*Purpose: Renal ischemia reperfusion injury (IRI) is a major contributor to early allograft dysfunction (EAD) in kidney transplantation. We previously identified lower rates of EAD among female renal transplant recipients in the UNOS registry. Using a murine model, we demonstrated improved IRI tolerance with administration of supplemental 17β-estradiol (E2). We also identified decreased ischemia tolerance in estrogen receptor α knockout (ERα-KO) mice. Given the therapeutic potential of E2 in renal transplantation, further clarification of E2’s mechanism of action is essential. As E2 is an agonist of both ERα and estrogen receptor β (ERβ), we aim to clarify the role that ERβ plays in estrogen-mediated IRI tolerance using whole-body ERβ knockout (ERβ-KO) and selective estrogen receptor β deletion in the vascular endothelium (Tie2-Cre (+) ERβ^-/-).
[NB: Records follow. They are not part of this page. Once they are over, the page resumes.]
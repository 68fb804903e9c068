//! Operation boundary macros
//!
//! The engine wraps each of its operations (`classify`, `seed_import`,
//! `results_list`, `result_get`, `catalog_summary`) in one `start` event and
//! exactly one of `end` or `end_error`. Core and store code below the engine
//! only log at `debug`/`trace` and never emit boundaries.
//!
//! Extra fields are passed through to `tracing` unchanged, so `%value` and
//! `?value` work as usual.

/// Open an operation boundary at `info`
///
/// ```
/// # use ceosdb_core::log_op_start;
/// log_op_start!("classify");
/// log_op_start!("classify", run_id = "0190a1b2", dry_run = false);
/// ```
#[macro_export]
macro_rules! log_op_start {
    ($op:expr $(, $($field:tt)+)?) => {
        tracing::info!(
            component = module_path!(),
            op = $op,
            event = $crate::types::schema::EVENT_START,
            $($($field)+)?
        )
    };
}

/// Close an operation boundary at `info`; `duration_ms` is mandatory
///
/// ```
/// # use ceosdb_core::log_op_end;
/// log_op_end!("seed_import", duration_ms = 12);
/// log_op_end!("classify", duration_ms = 40, group_count = 31, labelled_count = 28);
/// ```
#[macro_export]
macro_rules! log_op_end {
    ($op:expr, duration_ms = $duration:expr $(, $($field:tt)+)?) => {
        tracing::info!(
            component = module_path!(),
            op = $op,
            event = $crate::types::schema::EVENT_END,
            duration_ms = $duration,
            $($($field)+)?
        )
    };
}

/// Close an operation boundary at `error`
///
/// The error is converted into [`ExError`](crate::errors::ExError) so the
/// event carries its stable `err.code` whether the caller held a
/// `CeosError` or an already structured error.
///
/// ```
/// # use ceosdb_core::{log_op_error, errors::CeosError};
/// let err = CeosError::MissionNotFound { mission_id: 1 };
/// log_op_error!("classify", err, duration_ms = 3, run_id = "0190a1b2");
/// ```
#[macro_export]
macro_rules! log_op_error {
    ($op:expr, $err:expr, duration_ms = $duration:expr $(, $($field:tt)+)?) => {{
        let ex_err: $crate::errors::ExError = $err.into();
        tracing::error!(
            component = module_path!(),
            op = $op,
            event = $crate::types::schema::EVENT_END_ERROR,
            duration_ms = $duration,
            err.kind = ?ex_err.kind(),
            err.code = ex_err.code(),
            $($($field)+)?
        );
    }};
}
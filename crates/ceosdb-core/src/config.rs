//! Runtime settings
//!
//! Read from an optional `ceosdb.toml`:
//!
//! ```toml
//! [store]
//! path = ".ceosdb/catalog.db"
//!
//! [classifier]
//! min_support_count = 10.0
//! min_confidence = 0.5
//!
//! [logging]
//! profile = "development"
//! ```
//!
//! Missing sections and keys fall back to defaults. `CEOSDB_DB` overrides the
//! store path.

use serde::Deserialize;
use std::path::{Path, PathBuf};

use crate::classifier::GateThresholds;
use crate::errors::{CeosError, Result};
use crate::logging_facility::Profile;

/// Environment variable overriding `[store] path`
pub const DB_PATH_ENV: &str = "CEOSDB_DB";

/// Default settings file name, looked up in the working directory
pub const DEFAULT_CONFIG_FILE: &str = "ceosdb.toml";

pub const DEFAULT_DB_PATH: &str = ".ceosdb/catalog.db";

#[derive(Debug, Clone, Default, PartialEq, Deserialize)]
#[serde(default, deny_unknown_fields)]
pub struct Settings {
    pub store: StoreSettings,
    pub classifier: GateThresholds,
    pub logging: LoggingSettings,
}

#[derive(Debug, Clone, PartialEq, Deserialize)]
#[serde(default, deny_unknown_fields)]
pub struct StoreSettings {
    pub path: PathBuf,
}

impl Default for StoreSettings {
    fn default() -> Self {
        Self {
            path: PathBuf::from(DEFAULT_DB_PATH),
        }
    }
}

#[derive(Debug, Clone, Default, PartialEq, Deserialize)]
#[serde(default, deny_unknown_fields)]
pub struct LoggingSettings {
    pub profile: Profile,
}

impl Settings {
    /// Parse settings from TOML text
    ///
    /// # Errors
    ///
    /// Returns `Config` if the text is not valid TOML, has unknown keys, or
    /// carries thresholds outside their valid range.
    pub fn from_toml_str(text: &str) -> Result<Self> {
        let settings: Settings = toml::from_str(text).map_err(|e| CeosError::Config {
            message: e.to_string(),
        })?;
        settings.validate()?;
        Ok(settings)
    }

    /// Load settings from `path`
    ///
    /// # Errors
    ///
    /// Returns `Config` if the file cannot be read or parsed.
    pub fn load(path: &Path) -> Result<Self> {
        let text = std::fs::read_to_string(path).map_err(|e| CeosError::Config {
            message: format!("cannot read {}: {e}", path.display()),
        })?;
        Self::from_toml_str(&text)
    }

    /// Load `path` if given, else `ceosdb.toml` if it exists, else defaults;
    /// then apply the environment override.
    ///
    /// # Errors
    ///
    /// Returns `Config` if an explicit or discovered file is invalid.
    pub fn discover(path: Option<&Path>) -> Result<Self> {
        let mut settings = match path {
            Some(path) => Self::load(path)?,
            None => {
                let default_path = Path::new(DEFAULT_CONFIG_FILE);
                if default_path.is_file() {
                    Self::load(default_path)?
                } else {
                    Self::default()
                }
            }
        };
        settings.apply_env_override(std::env::var_os(DB_PATH_ENV).map(PathBuf::from));
        Ok(settings)
    }

    /// Replace the store path when an override is present and non-empty
    pub fn apply_env_override(&mut self, db_path: Option<PathBuf>) {
        if let Some(path) = db_path.filter(|p| !p.as_os_str().is_empty()) {
            self.store.path = path;
        }
    }

    fn validate(&self) -> Result<()> {
        let GateThresholds {
            min_support_count,
            min_confidence,
        } = self.classifier;
        if !(min_support_count.is_finite() && min_support_count >= 0.0) {
            return Err(CeosError::Config {
                message: format!("min_support_count must be >= 0, got {min_support_count}"),
            });
        }
        if !(0.0..1.0).contains(&min_confidence) {
            return Err(CeosError::Config {
                message: format!("min_confidence must be in [0, 1), got {min_confidence}"),
            });
        }
        Ok(())
    }
}

#[cfg(test)]
mod tests {
    use super::*;

    #[test]
    fn test_empty_text_gives_defaults() {
        let settings = Settings::from_toml_str("").unwrap();
        assert_eq!(settings, Settings::default());
        assert_eq!(settings.classifier, GateThresholds::default());
        assert_eq!(settings.store.path, PathBuf::from(DEFAULT_DB_PATH));
    }

    #[test]
    fn test_partial_sections() {
        let settings = Settings::from_toml_str(
            r#"
            [classifier]
            min_confidence = 0.6

            [logging]
            profile = "production"
            "#,
        )
        .unwrap();
        assert_eq!(settings.classifier.min_support_count, 10.0);
        assert_eq!(settings.classifier.min_confidence, 0.6);
        assert_eq!(settings.logging.profile, Profile::Production);
    }

    #[test]
    fn test_unknown_key_is_rejected() {
        let err = Settings::from_toml_str("[store]\nfile = \"x.db\"\n").unwrap_err();
        assert!(matches!(err, CeosError::Config { .. }));
    }

    #[test]
    fn test_out_of_range_confidence_is_rejected() {
        assert!(Settings::from_toml_str("[classifier]\nmin_confidence = 1.5\n").is_err());
    }

    #[test]
    fn test_env_override() {
        let mut settings = Settings::default();
        settings.apply_env_override(Some(PathBuf::from("/tmp/other.db")));
        assert_eq!(settings.store.path, PathBuf::from("/tmp/other.db"));

        settings.apply_env_override(Some(PathBuf::new()));
        assert_eq!(settings.store.path, PathBuf::from("/tmp/other.db"));
    }

    #[test]
    fn test_load_from_file() {
        let dir = tempfile::tempdir().unwrap();
        let path = dir.path().join("ceosdb.toml");
        std::fs::write(&path, "[store]\npath = \"data/c.db\"\n").unwrap();
        let settings = Settings::load(&path).unwrap();
        assert_eq!(settings.store.path, PathBuf::from("data/c.db"));
    }
}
*Methods: In two separate experiments, female ERβ-KO mice and Tie2-Cre (+) ERβ^-/- mice were subjected to temperature-controlled renal ischemia along with female, wild-type C57BL/6 (B6) controls. Blood urea nitrogen (BUN) and serum creatinine (Cr) were measured at 24, 48, 72, and 96 hours after surgery.

*Results: ERβ-KO mice demonstrated significantly lower BUN (p<0.0001) and Cr (p=0.0013) compared to B6 mice (Figure 1). Similarly, Tie2-Cre (+) ERβ^-/- mice portrayed significantly lower BUN (p<0.001) and Cr (p=0.03) compared to B6 mice (Figure 2).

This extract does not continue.